Work required:
Will you return, word for word, only the lines from the top of the data below down to and including the one with "pub async fn insert_batch(&self, records: &[AppLogRecord])"?

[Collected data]

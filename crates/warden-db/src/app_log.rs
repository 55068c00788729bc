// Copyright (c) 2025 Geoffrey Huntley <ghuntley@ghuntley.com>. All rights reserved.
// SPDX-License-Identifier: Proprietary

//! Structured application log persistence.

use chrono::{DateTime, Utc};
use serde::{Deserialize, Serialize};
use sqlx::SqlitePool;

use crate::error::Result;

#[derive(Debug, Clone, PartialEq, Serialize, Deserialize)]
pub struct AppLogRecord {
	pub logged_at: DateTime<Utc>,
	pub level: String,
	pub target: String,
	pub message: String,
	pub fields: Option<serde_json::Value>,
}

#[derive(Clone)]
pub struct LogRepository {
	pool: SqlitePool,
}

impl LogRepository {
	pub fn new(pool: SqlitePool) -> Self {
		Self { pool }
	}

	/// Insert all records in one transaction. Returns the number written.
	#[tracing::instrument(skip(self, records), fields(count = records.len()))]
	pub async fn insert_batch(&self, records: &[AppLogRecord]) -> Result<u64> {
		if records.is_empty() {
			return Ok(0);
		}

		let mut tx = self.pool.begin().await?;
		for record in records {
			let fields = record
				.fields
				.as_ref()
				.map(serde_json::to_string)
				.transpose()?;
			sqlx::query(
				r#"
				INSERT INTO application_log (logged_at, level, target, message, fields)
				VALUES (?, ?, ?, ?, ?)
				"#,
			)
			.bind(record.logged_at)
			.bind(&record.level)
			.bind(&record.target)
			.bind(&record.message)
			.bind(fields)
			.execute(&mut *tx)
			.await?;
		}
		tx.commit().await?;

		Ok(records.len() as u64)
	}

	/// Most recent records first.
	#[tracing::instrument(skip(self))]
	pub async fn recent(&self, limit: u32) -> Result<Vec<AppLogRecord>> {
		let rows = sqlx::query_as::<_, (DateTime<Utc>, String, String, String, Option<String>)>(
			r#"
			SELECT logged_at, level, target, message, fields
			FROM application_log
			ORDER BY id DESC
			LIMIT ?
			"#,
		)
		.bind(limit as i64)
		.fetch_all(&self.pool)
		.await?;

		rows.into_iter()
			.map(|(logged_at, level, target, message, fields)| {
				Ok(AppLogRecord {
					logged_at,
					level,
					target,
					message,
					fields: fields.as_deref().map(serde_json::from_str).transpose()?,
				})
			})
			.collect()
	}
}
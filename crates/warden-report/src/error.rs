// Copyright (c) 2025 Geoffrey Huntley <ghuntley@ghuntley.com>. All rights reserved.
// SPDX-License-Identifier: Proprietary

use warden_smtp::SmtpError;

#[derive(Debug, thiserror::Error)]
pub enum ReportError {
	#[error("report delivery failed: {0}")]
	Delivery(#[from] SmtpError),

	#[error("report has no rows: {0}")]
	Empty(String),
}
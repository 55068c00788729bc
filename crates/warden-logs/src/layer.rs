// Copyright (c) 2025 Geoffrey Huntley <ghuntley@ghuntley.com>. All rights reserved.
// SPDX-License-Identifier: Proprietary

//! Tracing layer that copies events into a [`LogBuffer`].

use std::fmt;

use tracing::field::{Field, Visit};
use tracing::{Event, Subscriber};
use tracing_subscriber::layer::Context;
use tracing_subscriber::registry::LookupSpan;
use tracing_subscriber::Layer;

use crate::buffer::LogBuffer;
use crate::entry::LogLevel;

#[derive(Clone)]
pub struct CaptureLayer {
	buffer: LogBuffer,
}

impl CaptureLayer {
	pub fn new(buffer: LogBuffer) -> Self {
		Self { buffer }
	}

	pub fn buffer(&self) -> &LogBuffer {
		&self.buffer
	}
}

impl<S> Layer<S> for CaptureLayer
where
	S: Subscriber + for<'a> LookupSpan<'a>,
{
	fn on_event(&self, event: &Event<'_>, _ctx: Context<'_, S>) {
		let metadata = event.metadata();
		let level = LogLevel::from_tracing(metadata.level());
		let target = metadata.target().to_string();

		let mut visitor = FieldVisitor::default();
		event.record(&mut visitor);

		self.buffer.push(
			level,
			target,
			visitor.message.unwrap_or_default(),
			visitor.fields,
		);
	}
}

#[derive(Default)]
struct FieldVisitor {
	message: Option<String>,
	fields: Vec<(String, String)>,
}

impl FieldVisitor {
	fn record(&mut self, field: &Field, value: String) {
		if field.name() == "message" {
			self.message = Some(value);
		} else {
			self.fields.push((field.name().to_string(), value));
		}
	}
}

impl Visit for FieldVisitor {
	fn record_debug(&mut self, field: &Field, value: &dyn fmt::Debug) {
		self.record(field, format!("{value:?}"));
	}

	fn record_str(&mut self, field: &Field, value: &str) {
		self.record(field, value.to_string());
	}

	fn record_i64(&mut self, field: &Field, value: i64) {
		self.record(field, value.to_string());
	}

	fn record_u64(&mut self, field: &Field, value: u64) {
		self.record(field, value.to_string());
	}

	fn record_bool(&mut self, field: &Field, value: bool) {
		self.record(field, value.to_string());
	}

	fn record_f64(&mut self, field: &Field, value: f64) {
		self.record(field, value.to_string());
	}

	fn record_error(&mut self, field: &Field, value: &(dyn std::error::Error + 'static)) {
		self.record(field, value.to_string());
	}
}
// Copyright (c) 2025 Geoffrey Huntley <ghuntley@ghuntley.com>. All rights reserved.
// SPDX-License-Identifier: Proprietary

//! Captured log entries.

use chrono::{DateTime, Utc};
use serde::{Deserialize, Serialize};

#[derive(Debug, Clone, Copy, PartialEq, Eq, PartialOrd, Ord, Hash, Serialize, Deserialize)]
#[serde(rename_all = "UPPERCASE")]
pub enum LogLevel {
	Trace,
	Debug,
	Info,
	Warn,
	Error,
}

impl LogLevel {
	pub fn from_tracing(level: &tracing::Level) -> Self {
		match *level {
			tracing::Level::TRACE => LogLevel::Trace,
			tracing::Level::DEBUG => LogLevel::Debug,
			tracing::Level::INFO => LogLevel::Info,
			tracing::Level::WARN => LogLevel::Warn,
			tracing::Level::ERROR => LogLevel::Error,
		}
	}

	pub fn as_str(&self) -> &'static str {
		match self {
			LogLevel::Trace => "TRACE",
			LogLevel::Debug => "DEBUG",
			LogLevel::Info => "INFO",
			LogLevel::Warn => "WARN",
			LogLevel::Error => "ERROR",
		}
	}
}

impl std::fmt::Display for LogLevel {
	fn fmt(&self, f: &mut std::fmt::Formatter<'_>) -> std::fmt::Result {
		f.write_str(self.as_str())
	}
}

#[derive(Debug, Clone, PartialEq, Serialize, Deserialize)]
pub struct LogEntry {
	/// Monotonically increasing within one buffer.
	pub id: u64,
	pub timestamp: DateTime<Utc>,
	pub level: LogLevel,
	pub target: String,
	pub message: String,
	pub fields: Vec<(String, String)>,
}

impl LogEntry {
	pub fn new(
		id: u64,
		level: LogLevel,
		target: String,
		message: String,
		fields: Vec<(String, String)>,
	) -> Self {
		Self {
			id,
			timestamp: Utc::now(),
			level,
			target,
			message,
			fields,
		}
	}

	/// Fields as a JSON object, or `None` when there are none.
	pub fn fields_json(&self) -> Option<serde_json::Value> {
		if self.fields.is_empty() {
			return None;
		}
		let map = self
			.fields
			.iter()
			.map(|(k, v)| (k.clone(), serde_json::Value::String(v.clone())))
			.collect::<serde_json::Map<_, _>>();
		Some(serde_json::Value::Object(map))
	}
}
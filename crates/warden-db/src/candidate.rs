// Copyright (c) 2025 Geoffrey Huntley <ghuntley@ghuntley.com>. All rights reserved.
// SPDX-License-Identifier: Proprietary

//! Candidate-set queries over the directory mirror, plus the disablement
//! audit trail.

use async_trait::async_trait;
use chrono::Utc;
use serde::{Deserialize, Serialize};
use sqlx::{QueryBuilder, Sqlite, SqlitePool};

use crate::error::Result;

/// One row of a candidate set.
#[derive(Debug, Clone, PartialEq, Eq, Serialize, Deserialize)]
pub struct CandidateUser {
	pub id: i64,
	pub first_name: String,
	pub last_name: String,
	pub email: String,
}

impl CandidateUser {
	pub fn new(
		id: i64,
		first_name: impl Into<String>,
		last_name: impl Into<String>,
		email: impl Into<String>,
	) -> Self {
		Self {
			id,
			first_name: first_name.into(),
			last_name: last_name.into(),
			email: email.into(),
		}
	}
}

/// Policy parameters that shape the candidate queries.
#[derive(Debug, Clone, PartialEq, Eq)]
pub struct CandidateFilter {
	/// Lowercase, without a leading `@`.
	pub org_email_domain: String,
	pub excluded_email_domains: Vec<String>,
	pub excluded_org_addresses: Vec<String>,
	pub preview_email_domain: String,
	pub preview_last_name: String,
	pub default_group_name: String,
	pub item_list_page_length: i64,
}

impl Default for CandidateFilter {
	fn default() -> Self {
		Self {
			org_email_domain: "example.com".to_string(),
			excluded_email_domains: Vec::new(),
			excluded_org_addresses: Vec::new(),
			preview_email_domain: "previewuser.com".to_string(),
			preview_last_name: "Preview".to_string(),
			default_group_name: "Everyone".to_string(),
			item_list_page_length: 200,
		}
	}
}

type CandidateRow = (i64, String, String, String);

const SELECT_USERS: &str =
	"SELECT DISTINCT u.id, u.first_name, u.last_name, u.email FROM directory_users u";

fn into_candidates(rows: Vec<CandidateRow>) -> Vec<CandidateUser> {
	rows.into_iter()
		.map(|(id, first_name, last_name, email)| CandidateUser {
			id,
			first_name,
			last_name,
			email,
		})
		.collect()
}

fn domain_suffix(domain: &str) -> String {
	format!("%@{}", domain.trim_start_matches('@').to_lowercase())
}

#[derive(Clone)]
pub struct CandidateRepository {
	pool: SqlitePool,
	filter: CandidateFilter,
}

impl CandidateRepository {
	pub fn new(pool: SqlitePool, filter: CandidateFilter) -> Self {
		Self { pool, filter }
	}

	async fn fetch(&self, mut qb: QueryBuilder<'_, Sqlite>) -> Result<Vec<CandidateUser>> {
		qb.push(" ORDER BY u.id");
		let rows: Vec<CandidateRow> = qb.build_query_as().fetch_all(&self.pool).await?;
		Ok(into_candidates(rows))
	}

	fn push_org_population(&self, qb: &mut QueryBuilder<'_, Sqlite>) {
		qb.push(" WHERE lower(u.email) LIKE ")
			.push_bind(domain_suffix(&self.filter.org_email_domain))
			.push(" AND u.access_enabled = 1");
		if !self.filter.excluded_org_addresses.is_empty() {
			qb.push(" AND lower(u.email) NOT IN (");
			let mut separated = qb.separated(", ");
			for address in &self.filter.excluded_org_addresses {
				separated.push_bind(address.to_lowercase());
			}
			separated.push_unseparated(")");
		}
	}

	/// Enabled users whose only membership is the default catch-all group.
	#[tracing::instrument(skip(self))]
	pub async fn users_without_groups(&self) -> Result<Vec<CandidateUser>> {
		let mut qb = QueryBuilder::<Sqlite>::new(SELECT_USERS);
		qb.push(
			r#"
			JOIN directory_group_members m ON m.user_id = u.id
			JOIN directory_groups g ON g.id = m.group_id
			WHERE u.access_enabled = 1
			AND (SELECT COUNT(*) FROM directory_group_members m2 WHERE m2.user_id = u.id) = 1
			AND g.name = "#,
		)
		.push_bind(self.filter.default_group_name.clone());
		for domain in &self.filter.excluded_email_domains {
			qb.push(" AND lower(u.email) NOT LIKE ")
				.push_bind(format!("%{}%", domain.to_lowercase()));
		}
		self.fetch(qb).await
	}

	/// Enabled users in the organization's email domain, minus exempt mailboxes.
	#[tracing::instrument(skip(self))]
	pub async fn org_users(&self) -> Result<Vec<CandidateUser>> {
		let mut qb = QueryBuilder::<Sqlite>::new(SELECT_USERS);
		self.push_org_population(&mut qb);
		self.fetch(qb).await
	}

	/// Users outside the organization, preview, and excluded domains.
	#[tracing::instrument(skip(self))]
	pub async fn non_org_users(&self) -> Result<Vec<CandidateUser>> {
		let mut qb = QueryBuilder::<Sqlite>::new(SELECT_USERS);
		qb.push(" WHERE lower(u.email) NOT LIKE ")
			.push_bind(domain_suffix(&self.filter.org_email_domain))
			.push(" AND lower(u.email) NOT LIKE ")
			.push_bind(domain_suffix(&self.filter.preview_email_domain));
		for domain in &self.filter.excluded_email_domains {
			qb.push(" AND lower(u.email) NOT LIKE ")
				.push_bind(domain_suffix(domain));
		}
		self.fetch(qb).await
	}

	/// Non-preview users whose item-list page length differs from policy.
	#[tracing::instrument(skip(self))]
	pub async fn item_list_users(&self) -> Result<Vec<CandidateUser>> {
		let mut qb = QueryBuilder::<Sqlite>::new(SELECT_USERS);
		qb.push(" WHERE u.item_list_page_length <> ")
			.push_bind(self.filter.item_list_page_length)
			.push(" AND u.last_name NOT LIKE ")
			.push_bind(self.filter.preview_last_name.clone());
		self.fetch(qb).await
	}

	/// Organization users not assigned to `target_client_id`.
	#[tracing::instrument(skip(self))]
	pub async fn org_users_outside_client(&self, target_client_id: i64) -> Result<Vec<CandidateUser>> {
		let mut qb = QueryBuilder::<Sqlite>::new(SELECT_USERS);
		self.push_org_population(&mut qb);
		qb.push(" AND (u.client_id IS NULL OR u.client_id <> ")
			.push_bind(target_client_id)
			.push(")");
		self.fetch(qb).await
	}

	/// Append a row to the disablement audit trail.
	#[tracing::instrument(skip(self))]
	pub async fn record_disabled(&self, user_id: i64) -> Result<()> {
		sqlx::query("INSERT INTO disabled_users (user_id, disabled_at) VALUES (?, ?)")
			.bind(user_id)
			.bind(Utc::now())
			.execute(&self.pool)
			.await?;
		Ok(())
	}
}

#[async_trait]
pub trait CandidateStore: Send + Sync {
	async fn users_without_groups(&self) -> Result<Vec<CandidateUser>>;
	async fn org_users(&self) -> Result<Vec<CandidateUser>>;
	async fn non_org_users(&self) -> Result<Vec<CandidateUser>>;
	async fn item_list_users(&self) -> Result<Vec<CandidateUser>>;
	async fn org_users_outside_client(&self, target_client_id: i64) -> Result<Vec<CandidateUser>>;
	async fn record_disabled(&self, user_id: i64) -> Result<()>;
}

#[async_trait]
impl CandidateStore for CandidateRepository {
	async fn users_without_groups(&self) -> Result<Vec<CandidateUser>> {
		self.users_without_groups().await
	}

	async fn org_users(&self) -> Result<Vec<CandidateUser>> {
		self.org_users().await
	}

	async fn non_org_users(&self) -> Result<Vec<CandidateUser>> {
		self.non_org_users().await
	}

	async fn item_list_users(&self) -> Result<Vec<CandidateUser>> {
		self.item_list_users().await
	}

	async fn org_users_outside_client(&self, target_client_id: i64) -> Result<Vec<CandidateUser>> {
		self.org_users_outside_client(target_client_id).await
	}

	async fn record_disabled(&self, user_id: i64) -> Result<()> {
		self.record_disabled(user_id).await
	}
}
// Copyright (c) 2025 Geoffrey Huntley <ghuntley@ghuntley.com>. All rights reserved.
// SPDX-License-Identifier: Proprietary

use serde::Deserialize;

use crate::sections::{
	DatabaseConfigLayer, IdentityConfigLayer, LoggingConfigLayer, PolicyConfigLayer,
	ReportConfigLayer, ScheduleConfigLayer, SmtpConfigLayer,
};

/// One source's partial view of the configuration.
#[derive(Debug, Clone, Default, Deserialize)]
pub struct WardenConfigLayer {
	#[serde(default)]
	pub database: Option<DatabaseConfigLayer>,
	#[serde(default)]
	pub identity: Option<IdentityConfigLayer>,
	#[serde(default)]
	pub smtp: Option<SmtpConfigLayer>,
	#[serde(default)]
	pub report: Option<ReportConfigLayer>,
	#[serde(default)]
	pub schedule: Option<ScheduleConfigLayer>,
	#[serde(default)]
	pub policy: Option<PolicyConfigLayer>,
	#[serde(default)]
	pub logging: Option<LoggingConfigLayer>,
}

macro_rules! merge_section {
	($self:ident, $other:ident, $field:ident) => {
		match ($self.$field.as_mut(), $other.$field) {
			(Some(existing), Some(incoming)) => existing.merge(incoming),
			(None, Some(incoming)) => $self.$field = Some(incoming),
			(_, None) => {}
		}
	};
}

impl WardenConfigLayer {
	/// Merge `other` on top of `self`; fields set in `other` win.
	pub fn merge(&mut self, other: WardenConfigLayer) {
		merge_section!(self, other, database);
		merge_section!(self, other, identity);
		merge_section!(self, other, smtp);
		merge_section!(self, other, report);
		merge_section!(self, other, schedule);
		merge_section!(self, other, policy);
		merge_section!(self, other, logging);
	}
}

Task output:
filename crates/warden-db/src/app_log.rs
repository 55068c00788729bc
// Copyright (c) 2025 Geoffrey Huntley <ghuntley@ghuntley.com>. All rights reserved.
// SPDX-License-Identifier: Proprietary

//! Structured application log persistence.

use chrono::{DateTime, Utc};
use serde::{Deserialize, Serialize};
use sqlx::SqlitePool;

use crate::error::Result;

#[derive(Debug, Clone, PartialEq, Serialize, Deserialize)]
pub struct AppLogRecord {
	pub logged_at: DateTime<Utc>,
	pub level: String,
	pub target: String,
	pub message: String,
	pub fields: Option<serde_json::Value>,
}

#[derive(Clone)]
pub struct LogRepository {
	pool: SqlitePool,
}

impl LogRepository {
	pub fn new(pool: SqlitePool) -> Self {
		Self { pool }
	}

	/// Insert all records in one transaction. Returns the number written.
	#[tracing::instrument(skip(self, records), fields(count = records.len()))]
	pub async fn insert_batch(&self, records: &[AppLogRecord]) -> Result<u64> {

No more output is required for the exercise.